→ **Exercise**: Set down all of the data exactly as it appears.

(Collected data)

▽

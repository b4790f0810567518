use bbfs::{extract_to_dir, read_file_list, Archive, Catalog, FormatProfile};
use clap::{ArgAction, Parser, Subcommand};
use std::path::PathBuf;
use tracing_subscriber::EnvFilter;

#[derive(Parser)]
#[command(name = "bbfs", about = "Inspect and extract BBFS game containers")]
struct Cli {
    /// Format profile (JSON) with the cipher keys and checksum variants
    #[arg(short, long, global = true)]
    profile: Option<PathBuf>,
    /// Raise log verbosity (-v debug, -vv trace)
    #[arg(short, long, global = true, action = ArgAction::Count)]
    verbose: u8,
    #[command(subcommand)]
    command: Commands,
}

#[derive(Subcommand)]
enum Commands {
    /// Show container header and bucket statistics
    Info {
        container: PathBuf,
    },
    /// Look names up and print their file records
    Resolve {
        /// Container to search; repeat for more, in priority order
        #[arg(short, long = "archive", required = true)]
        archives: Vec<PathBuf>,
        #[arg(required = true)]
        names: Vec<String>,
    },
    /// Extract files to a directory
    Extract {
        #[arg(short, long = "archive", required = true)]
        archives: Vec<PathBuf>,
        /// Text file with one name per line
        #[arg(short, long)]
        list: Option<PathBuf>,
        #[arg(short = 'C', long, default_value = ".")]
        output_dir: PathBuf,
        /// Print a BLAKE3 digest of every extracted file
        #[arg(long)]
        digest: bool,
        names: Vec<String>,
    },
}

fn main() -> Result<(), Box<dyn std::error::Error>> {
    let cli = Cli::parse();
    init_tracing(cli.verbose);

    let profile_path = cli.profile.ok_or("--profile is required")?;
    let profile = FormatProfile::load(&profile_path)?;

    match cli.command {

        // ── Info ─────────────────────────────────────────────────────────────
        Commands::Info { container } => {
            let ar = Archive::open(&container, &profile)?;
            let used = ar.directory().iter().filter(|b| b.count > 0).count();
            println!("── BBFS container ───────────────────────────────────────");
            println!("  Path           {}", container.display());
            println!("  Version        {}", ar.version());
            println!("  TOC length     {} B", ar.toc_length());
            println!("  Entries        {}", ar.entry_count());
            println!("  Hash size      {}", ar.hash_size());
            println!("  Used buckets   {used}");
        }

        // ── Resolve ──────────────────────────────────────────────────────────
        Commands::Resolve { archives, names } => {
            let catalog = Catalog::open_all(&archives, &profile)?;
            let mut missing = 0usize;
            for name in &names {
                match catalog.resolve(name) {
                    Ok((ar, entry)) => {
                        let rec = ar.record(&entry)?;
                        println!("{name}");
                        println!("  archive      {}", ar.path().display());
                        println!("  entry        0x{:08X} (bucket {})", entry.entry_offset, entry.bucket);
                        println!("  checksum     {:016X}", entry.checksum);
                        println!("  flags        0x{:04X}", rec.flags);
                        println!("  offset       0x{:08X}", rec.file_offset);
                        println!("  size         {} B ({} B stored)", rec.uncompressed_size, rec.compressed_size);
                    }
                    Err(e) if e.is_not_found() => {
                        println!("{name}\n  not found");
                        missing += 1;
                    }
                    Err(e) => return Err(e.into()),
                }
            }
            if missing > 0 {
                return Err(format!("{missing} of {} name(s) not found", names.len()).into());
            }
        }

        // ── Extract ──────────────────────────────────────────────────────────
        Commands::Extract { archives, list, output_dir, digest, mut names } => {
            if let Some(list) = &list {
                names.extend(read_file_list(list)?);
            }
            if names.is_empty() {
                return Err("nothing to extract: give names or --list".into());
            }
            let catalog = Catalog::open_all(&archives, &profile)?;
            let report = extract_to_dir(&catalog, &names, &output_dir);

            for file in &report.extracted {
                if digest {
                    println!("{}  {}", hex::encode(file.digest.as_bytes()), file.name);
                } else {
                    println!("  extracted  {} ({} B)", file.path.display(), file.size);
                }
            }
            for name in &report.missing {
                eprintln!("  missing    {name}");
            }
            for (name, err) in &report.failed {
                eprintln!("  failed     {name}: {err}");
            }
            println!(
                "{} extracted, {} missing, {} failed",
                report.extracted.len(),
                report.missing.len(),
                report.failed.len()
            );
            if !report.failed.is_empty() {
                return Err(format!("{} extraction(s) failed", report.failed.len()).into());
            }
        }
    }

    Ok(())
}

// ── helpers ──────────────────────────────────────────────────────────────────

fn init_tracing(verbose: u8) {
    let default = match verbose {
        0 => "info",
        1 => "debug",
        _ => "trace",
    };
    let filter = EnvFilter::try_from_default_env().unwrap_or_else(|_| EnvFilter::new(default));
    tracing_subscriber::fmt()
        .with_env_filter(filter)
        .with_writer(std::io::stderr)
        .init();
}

△

→ **Response below**:
repository b4790f0810567518
use bbfs::{extract_to_dir, read_file_list, Archive, Catalog, FormatProfile};
use clap::{ArgAction, Parser, Subcommand};
use std::path::PathBuf;
use tracing_subscriber::EnvFilter;

#[derive(Parser)]
#[command(name = "bbfs", about = "Inspect and extract BBFS game containers")]
struct Cli {
    /// Format profile (JSON) with the cipher keys and checksum variants
    #[arg(short, long, global = true)]
    profile: Option<PathBuf>,
    /// Raise log verbosity (-v debug, -vv trace)
    #[arg(short, long, global = true, action = ArgAction::Count)]
    verbose: u8,
    #[command(subcommand)]
    command: Commands,
}

#[derive(Subcommand)]
enum Commands {
    /// Show container header and bucket statistics
    Info {
        container: PathBuf,
    },
    /// Look names up and print their file records
    Resolve {
        /// Container to search; repeat for more, in priority order
        #[arg(short, long = "archive", required = true)]
        archives: Vec<PathBuf>,
        #[arg(required = true)]
        names: Vec<String>,
    },
    /// Extract files to a directory
    Extract {
        #[arg(short, long = "archive", required = true)]
        archives: Vec<PathBuf>,
        /// Text file with one name per line
        #[arg(short, long)]
        list: Option<PathBuf>,
        #[arg(short = 'C', long, default_value = ".")]
        output_dir: PathBuf,
        /// Print a BLAKE3 digest of every extracted file
        #[arg(long)]
        digest: bool,
        names: Vec<String>,
    },
}

fn main() -> Result<(), Box<dyn std::error::Error>> {
    let cli = Cli::parse();
    init_tracing(cli.verbose);

    let profile_path = cli.profile.ok_or("--profile is required")?;
    let profile = FormatProfile::load(&profile_path)?;

    match cli.command {

        // ── Info ─────────────────────────────────────────────────────────────
        Commands::Info { container } => {
            let ar = Archive::open(&container, &profile)?;
            let used = ar.directory().iter().filter(|b| b.count > 0).count();
            println!("── BBFS container ───────────────────────────────────────");
            println!("  Path           {}", container.display());
            println!("  Version        {}", ar.version());
            println!("  TOC length     {} B", ar.toc_length());
            println!("  Entries        {}", ar.entry_count());
            println!("  Hash size      {}", ar.hash_size());
            println!("  Used buckets   {used}");
        }

        // ── Resolve ──────────────────────────────────────────────────────────
        Commands::Resolve { archives, names } => {
            let catalog = Catalog::open_all(&archives, &profile)?;
            let mut missing = 0usize;
            for name in &names {
                match catalog.resolve(name) {
                    Ok((ar, entry)) => {
                        let rec = ar.record(&entry)?;
                        println!("{name}");
                        println!("  archive      {}", ar.path().display());
                        println!("  entry        0x{:08X} (bucket {})", entry.entry_offset, entry.bucket);
                        println!("  checksum     {:016X}", entry.checksum);
                        println!("  flags        0x{:04X}", rec.flags);
                        println!("  offset       0x{:08X}", rec.file_offset);
                        println!("  size         {} B ({} B stored)", rec.uncompressed_size, rec.compressed_size);
                    }
                    Err(e) if e.is_not_found() => {
                        println!("{name}\n  not found");
                        missing += 1;
                    }
                    Err(e) => return Err(e.into()),
                }
            }
            if missing > 0 {
                return Err(format!("{missing} of {} name(s) not found", names.len()).into());
            }
        }

        // ── Extract ──────────────────────────────────────────────────────────
        Commands::Extract { archives, list, output_dir, digest, mut names } => {
            if let Some(list) = &list {
                names.extend(read_file_list(list)?);
            }
            if names.is_empty() {
                return Err("nothing to extract: give names or --list".into());
            }
            let catalog = Catalog::open_all(&archives, &profile)?;
            let report = extract_to_dir(&catalog, &names, &output_dir);

            for file in &report.extracted {
                if digest {
                    println!("{}  {}", hex::encode(file.digest.as_bytes()), file.name);
                } else {
                    println!("  extracted  {} ({} B)", file.path.display(), file.size);
                }
            }
            for name in &report.missing {
                eprintln!("  missing    {name}");
            }
            for (name, err) in &report.failed {
                eprintln!("  failed     {name}: {err}");
            }
            println!(
                "{} extracted, {} missing, {} failed",
                report.extracted.len(),
                report.missing.len(),
                report.failed.len()
            );
            if !report.failed.is_empty() {
                return Err(format!("{} extraction(s) failed", report.failed.len()).into());
            }
        }
    }

    Ok(())
}

// ── helpers ──────────────────────────────────────────────────────────────────

fn init_tracing(verbose: u8) {
    let default = match verbose {
        0 => "info",
        1 => "debug",
        _ => "trace",
    };
    let filter = EnvFilter::try_from_default_env().unwrap_or_else(|_| EnvFilter::new(default));
    tracing_subscriber::fmt()
        .with_env_filter(filter)
        .with_writer(std::io::stderr)
        .init();
}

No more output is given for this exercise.